Officials Pull the Plug on Billion Dollar Water Project
Oct. 8, 2002
Officials Pull the Plug on Billion Dollar Water Project
Major Victory for California Consumers and Environmentalists
The controversial Cadiz Water Project — a plan to store surplus water in the Mojave Desert and also mine local groundwater – has just been scuttled by its chief funding agency, the Metropolitan Water District (MWD) of Southern California, at a board meeting today in Los Angeles.
“The financial house of cards that makes up the Cadiz empire has crumbled,” says Jane Kelly, director of the Oakland office of Public Citizen, a national consumer rights organization. “This has been a bogus project from the start and we are glad the MWD has finally killed it.”
Cadiz common stock fell 76 percent today from $1.39 to .33 per share.
The Cadiz Project, slated to cost water ratepayers over $1 billion for the next fifty years, was tagged as a corporate boondoggle by a coalition of environmentalists and consumer groups. British investor Brackpool, Cadiz’s chief executive officer, has contributed heavily to Governor Davis and serves as his chief advisor on water issues.
Last week the MWD staff, headed by chief executive, Ronald Gastelum, recommended to the board that the project be tabled indefinitely. Gastelum cited 1) Rising costs of the project 2) Concern about the financial condition of Cadiz Inc. 3) Environmental concerns and 4) A drought on the Colorado River that has dramatically reduced the chances that the Cadiz Water Project could provide useful quantities of water to Southern Californians. Today the board officially rejected the proposal.
“The Cadiz water grab posed a great threat to the environment, impacting two national parks, five wilderness areas, several endangered species and local air quality,” says Elden Hughes, chairman of the Sierra Club’s California/Nevada Desert Committee.
“There also isn’t enough groundwater in the Mojave Desert to provide the amount the company has been projecting,” adds Simeon Herskovits of the Western Environmental Law Center in Taos, New Mexico. “And we would have challenged it in court.”
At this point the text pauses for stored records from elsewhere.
use thiserror::Error;

use super::block::{Block, GenesisConfig};
use super::pow::ProofOfWork;
use super::transaction::Transaction;

/// Why a block or chain was refused
#[derive(Debug, Clone, PartialEq, Eq, Error)]
pub enum ValidationError {
    #[error("Chain is empty")]
    EmptyChain,

    #[error("Genesis block does not match the canonical constants")]
    BadGenesis,

    #[error("Block {index}: expected index {expected}")]
    IndexGap { index: u64, expected: u64 },

    #[error("Block {index}: previous hash {got} does not match {expected}")]
    BrokenLink { index: u64, expected: String, got: String },

    #[error("Block {index}: recorded hash {recorded} does not match contents ({computed})")]
    HashMismatch { index: u64, recorded: String, computed: String },

    #[error("Block {index}: hash {hash} does not meet difficulty prefix {prefix}")]
    InsufficientWork { index: u64, hash: String, prefix: String },

    #[error("Block {index}: transaction {id} is malformed: {reason}")]
    MalformedTransaction { index: u64, id: String, reason: String },

    #[error("Pending transaction {id} is malformed: {reason}")]
    MalformedPending { id: String, reason: String },
}

/// Structural and proof-of-work checks over blocks and whole chains
#[derive(Debug, Clone, Default)]
pub struct Validator {
    pow: ProofOfWork,
    genesis: GenesisConfig,
}

impl Validator {
    pub fn new(pow: ProofOfWork, genesis: GenesisConfig) -> Self {
        Validator { pow, genesis }
    }

    pub fn pow(&self) -> &ProofOfWork {
        &self.pow
    }

    pub fn genesis(&self) -> &GenesisConfig {
        &self.genesis
    }

    /// Checks that `block` correctly extends `previous`
    pub fn check_link(&self, previous: &Block, block: &Block) -> Result<(), ValidationError> {
        let expected = previous.index + 1;
        if block.index != expected {
            return Err(ValidationError::IndexGap { index: block.index, expected });
        }

        if block.previous_block_hash != previous.hash {
            return Err(ValidationError::BrokenLink {
                index: block.index,
                expected: previous.hash.clone(),
                got: block.previous_block_hash.clone(),
            });
        }

        for transaction in &block.transactions {
            transaction
                .validate()
                .map_err(|err| ValidationError::MalformedTransaction {
                    index: block.index,
                    id: transaction.id.clone(),
                    reason: err.to_string(),
                })?;
        }

        let computed = block.calculate_hash();
        if computed != block.hash {
            return Err(ValidationError::HashMismatch {
                index: block.index,
                recorded: block.hash.clone(),
                computed,
            });
        }

        if !self.pow.is_satisfied(&block.hash) {
            return Err(ValidationError::InsufficientWork {
                index: block.index,
                hash: block.hash.clone(),
                prefix: self.pow.prefix().to_string(),
            });
        }

        Ok(())
    }

    /// Walks the chain from genesis, stopping at the first violation
    pub fn validate(&self, chain: &[Block]) -> Result<(), ValidationError> {
        let genesis = chain.first().ok_or(ValidationError::EmptyChain)?;
        if !self.genesis.matches(genesis) {
            return Err(ValidationError::BadGenesis);
        }

        chain
            .windows(2)
            .try_for_each(|pair| self.check_link(&pair[0], &pair[1]))
    }

    pub fn is_valid(&self, chain: &[Block]) -> bool {
        self.validate(chain).is_ok()
    }

    /// Checks a pool offered by a peer before it can replace ours
    pub fn validate_pending(&self, pending: &[Transaction]) -> Result<(), ValidationError> {
        pending.iter().try_for_each(|transaction| {
            transaction
                .validate()
                .map_err(|err| ValidationError::MalformedPending {
                    id: transaction.id.clone(),
                    reason: err.to_string(),
                })
        })
    }
}

#[cfg(test)]
mod tests {
    use super::*;
    use crate::blockchain::block::BlockData;
    use crate::blockchain::{hash, Transaction};

    fn validator() -> Validator {
        Validator::new(ProofOfWork::new("0"), GenesisConfig::default())
    }

    fn mine_next(validator: &Validator, previous: &Block, transactions: Vec<Transaction>) -> Block {
        let payload = BlockData { index: previous.index + 1, transactions: &transactions };
        let nonce = validator.pow().solve(&previous.hash, &payload);
        let hash = hash::digest(&previous.hash, &payload, nonce);
        Block::new(previous.index + 1, transactions, nonce, previous.hash.clone(), hash)
    }

    fn build_chain(validator: &Validator, length: usize) -> Vec<Block> {
        let mut chain = vec![validator.genesis().block()];
        while chain.len() < length {
            let transactions = vec![Transaction::new("R", chain.len() as f64, "A", "B")];
            let next = mine_next(validator, chain.last().unwrap(), transactions);
            chain.push(next);
        }
        chain
    }

    #[test]
    fn test_valid_chain() {
        let validator = validator();
        let chain = build_chain(&validator, 4);

        assert!(validator.is_valid(&chain));
        assert!(validator.is_valid(&chain[..1]));
    }

    #[test]
    fn test_empty_chain_is_invalid() {
        assert_eq!(validator().validate(&[]), Err(ValidationError::EmptyChain));
    }

    #[test]
    fn test_bad_genesis() {
        let validator = validator();
        let mut chain = build_chain(&validator, 2);
        chain[0].nonce = 1;

        assert_eq!(validator.validate(&chain), Err(ValidationError::BadGenesis));
    }

    #[test]
    fn test_tampered_amount_is_detected() {
        let validator = validator();
        let mut chain = build_chain(&validator, 4);
        chain[2].transactions[0].amount = 1000.0;

        assert!(matches!(
            validator.validate(&chain),
            Err(ValidationError::HashMismatch { index: 2, .. })
        ));
    }

    #[test]
    fn test_malformed_transaction_in_block_is_detected() {
        let validator = validator();
        let mut chain = build_chain(&validator, 2);
        let forged = mine_next(&validator, &chain[1], vec![Transaction::new("R", -500.0, "", "B")]);
        chain.push(forged);

        assert!(matches!(
            validator.validate(&chain),
            Err(ValidationError::MalformedTransaction { index: 2, .. })
        ));
    }

    #[test]
    fn test_validate_pending() {
        let validator = validator();

        assert!(validator.validate_pending(&[Transaction::new("R", 1.0, "A", "B")]).is_ok());
        assert!(matches!(
            validator.validate_pending(&[Transaction::new("R", f64::INFINITY, "A", "B")]),
            Err(ValidationError::MalformedPending { .. })
        ));
    }

    #[test]
    fn test_broken_link_is_detected() {
        let validator = validator();
        let mut chain = build_chain(&validator, 3);
        chain[2].previous_block_hash = "deadbeef".to_string();

        assert!(matches!(
            validator.validate(&chain),
            Err(ValidationError::BrokenLink { index: 2, .. })
        ));
    }

    #[test]
    fn test_index_gap_is_detected() {
        let validator = validator();
        let mut chain = build_chain(&validator, 3);
        chain.remove(1);

        assert!(!validator.is_valid(&chain));
    }

    #[test]
    fn test_insufficient_work_is_detected() {
        let easy = Validator::new(ProofOfWork::new(""), GenesisConfig::default());
        let genesis = easy.genesis().block();
        let payload = BlockData { index: 1, transactions: &[] };
        // Pick a nonce whose hash does not start with '0'
        let nonce = (0..)
            .find(|&n| !hash::digest(&genesis.hash, &payload, n).starts_with('0'))
            .unwrap();
        let hash = hash::digest(&genesis.hash, &payload, nonce);
        let block = Block::new(1, Vec::new(), nonce, genesis.hash.clone(), hash);

        let chain = vec![genesis, block];
        assert!(easy.is_valid(&chain));
        assert!(matches!(
            validator().validate(&chain),
            Err(ValidationError::InsufficientWork { index: 1, .. })
        ));
    }
}
use std::collections::BTreeMap;

use chrono::{DateTime, Utc};
use serde::{Deserialize, Serialize};

use crate::error::Result;
use crate::store::{atomic_write_json, read_json, remove_file_quiet, StateDir};

/// The human's verdict on a permission request.
#[derive(Debug, Clone, Copy, PartialEq, Eq, Serialize, Deserialize)]
#[serde(rename_all = "snake_case")]
pub enum PermissionDecision {
    Allow,
    AlwaysAllow,
    Deny,
}

impl PermissionDecision {
    /// The normalized value the hook contract understands. `always_allow`
    /// collapses to `allow`; the stronger intent only matters to the tray.
    pub fn as_hook_decision(self) -> &'static str {
        match self {
            PermissionDecision::Allow | PermissionDecision::AlwaysAllow => "allow",
            PermissionDecision::Deny => "deny",
        }
    }
}

impl std::fmt::Display for PermissionDecision {
    fn fmt(&self, f: &mut std::fmt::Formatter<'_>) -> std::fmt::Result {
        match self {
            PermissionDecision::Allow => write!(f, "allow"),
            PermissionDecision::AlwaysAllow => write!(f, "always_allow"),
            PermissionDecision::Deny => write!(f, "deny"),
        }
    }
}

/// The answer to exactly one pending request: `responses/<id>.json`.
/// Written by the responder, consumed and deleted by the producer.
#[derive(Debug, Clone, Serialize, Deserialize)]
pub struct Response {
    pub id: String,
    /// Permission requests: the decision value.
    #[serde(default)]
    pub decision: Option<PermissionDecision>,
    /// Elicitation requests: question index (as string key) to the chosen
    /// option label. Built up incrementally, one answer per write.
    #[serde(default)]
    pub answers: BTreeMap<String, String>,
    pub timestamp: DateTime<Utc>,
}

/// Write a complete permission decision for a request.
pub fn write_decision(
    state: &StateDir,
    request_id: &str,
    decision: PermissionDecision,
) -> Result<()> {
    let response = Response {
        id: request_id.to_string(),
        decision: Some(decision),
        answers: BTreeMap::new(),
        timestamp: Utc::now(),
    };
    atomic_write_json(&state.response_path(request_id)?, &response)
}

/// Merge one elicitation answer into the response for `request_id`.
/// Answers already recorded for other question indices are kept; answering
/// the same index again replaces the earlier choice.
pub fn merge_answer(
    state: &StateDir,
    request_id: &str,
    question_index: usize,
    selected: &str,
) -> Result<()> {
    let path = state.response_path(request_id)?;
    let mut answers = match read_json::<Response>(&path) {
        Ok(Some(existing)) => existing.answers,
        _ => BTreeMap::new(),
    };
    answers.insert(question_index.to_string(), selected.to_string());

    let response = Response {
        id: request_id.to_string(),
        decision: None,
        answers,
        timestamp: Utc::now(),
    };
    atomic_write_json(&path, &response)
}

/// Read the response for a request, if one has been fully written.
/// A file caught mid-write reads as malformed and surfaces as an error;
/// the polling producer treats that as "not present yet".
pub fn read_response(state: &StateDir, request_id: &str) -> Result<Option<Response>> {
    read_json(&state.response_path(request_id)?)
}

pub fn remove_response(state: &StateDir, request_id: &str) {
    if let Ok(path) = state.response_path(request_id) {
        remove_file_quiet(&path);
    }
}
“We owe the defeat of the Cadiz Project to the efforts of Senator Dianne Feinstein (D-Calif), Representative Jerry Lewis (R-Calif) and a coalition of public advocacy groups,” says Courtney Cuff, director of the National Parks Conservation Association. In addition to the NPCA, that coalition includes The Sierra Club, The Western Environmental Law Center, Desert Survivors and Public Citizen.